The Piconet project is working towards developing an office of the future where a number of electronic devices communicate without human intervention. Throught the use of low power, low range radio transmissions, Piconet equipped devices can discover that they are in proximity, enquire about each other's capabilities and communicate together to accomplish joint tasks.


The hardware and protocols are designed for use by a huge range of devices, from simple sensors through to workstations. For example, a portable computer might make use of Piconet to communicate with a cellular telephone, GPS system, or to interrogate a nearby printer - all without the intervention of the user. A Piconet beacon in a meeting room might ask all Piconet-enabled devices nearby such as watches, telephones and notebooks, to keep silent while a meeting is in progress. A Piconet node kept in a briefcase could gather information and perform simple tasks between home, car and office - updating files and ringing alarms as necessary.

All Piconet nodes use the same radio frequency (418MHz) and protocols so that any devices can potentially communicate. Access to nodes can be controlled by their programming and the range of the radio system is deliberately limited to a few metres so that it operates on a human scale. If devices need to communicate, they need simply to be gathered together.

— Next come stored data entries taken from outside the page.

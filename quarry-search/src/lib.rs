//! Web search with a resolved API key.
//!
//! - [`provider::SearchProvider`]: the backend seam (one `search` call)
//! - [`tavily::TavilyClient`]: the Tavily implementation
//! - [`invoker::SearchInvoker`]: calls a provider and pulls out `results`
//! - [`perform_search`]: key resolution + Tavily + invoker in one call
//!
//! Nothing here caches, retries or reorders. Provider failures come back as
//! [`SearchError::Provider`] holding the provider's own error.
//!
//! ```no_run
//! # async fn demo() -> Result<(), quarry_search::SearchError<quarry_search::TavilyError>> {
//! for hit in quarry_search::perform_search("rust borrow checker").await? {
//!     println!("{} -> {} chars", hit.url, hit.content.len());
//! }
//! # Ok(()) }
//! ```

pub mod invoker;
pub mod provider;
pub mod tavily;
pub mod types;

pub use invoker::{SearchError, SearchInvoker};
pub use provider::SearchProvider;
pub use tavily::{TavilyClient, TavilyError};
pub use types::{SearchOptions, SearchResult};

use quarry_config::{Credential, CredentialResolver, SearchSettings};

/// Resolve the key with the standard chain, load settings, and search Tavily.
///
/// The key is resolved before `quarry.yaml` is read, so credential problems
/// are reported first. A settings file that fails to load comes back as
/// [`SearchError::Settings`].
pub async fn perform_search(phrase: &str) -> Result<Vec<SearchResult>, SearchError<TavilyError>> {
    let credential = CredentialResolver::standard().resolve()?;
    let settings = SearchSettings::load()?;
    search_with_credential(credential.as_ref(), &settings, phrase).await
}

/// [`perform_search`] with an explicit resolver and settings.
///
/// The credential is resolved on every call. When no source yields one the
/// Tavily client refuses to build and that error is returned.
pub async fn perform_search_with(
    resolver: &CredentialResolver,
    settings: &SearchSettings,
    phrase: &str,
) -> Result<Vec<SearchResult>, SearchError<TavilyError>> {
    let credential = resolver.resolve()?;
    search_with_credential(credential.as_ref(), settings, phrase).await
}

async fn search_with_credential(
    credential: Option<&Credential>,
    settings: &SearchSettings,
    phrase: &str,
) -> Result<Vec<SearchResult>, SearchError<TavilyError>> {
    let client = TavilyClient::with_settings(credential, settings).map_err(SearchError::Provider)?;

    SearchInvoker::new(client)
        .with_options(SearchOptions::from(settings))
        .invoke(phrase)
        .await
}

The Piconet hardware is designed to be small, low power and low cost. The eventual aim is to integrate the processor, modem and radio onto a single chip so that the whole system can be combined with a coin cell power source and last for a few years in the simplest applications. To this end, a parallel research effort is investigating how asynchronous logic can help to reduce power consumption, eliminate clock induced radio interference and power up rapidly when required.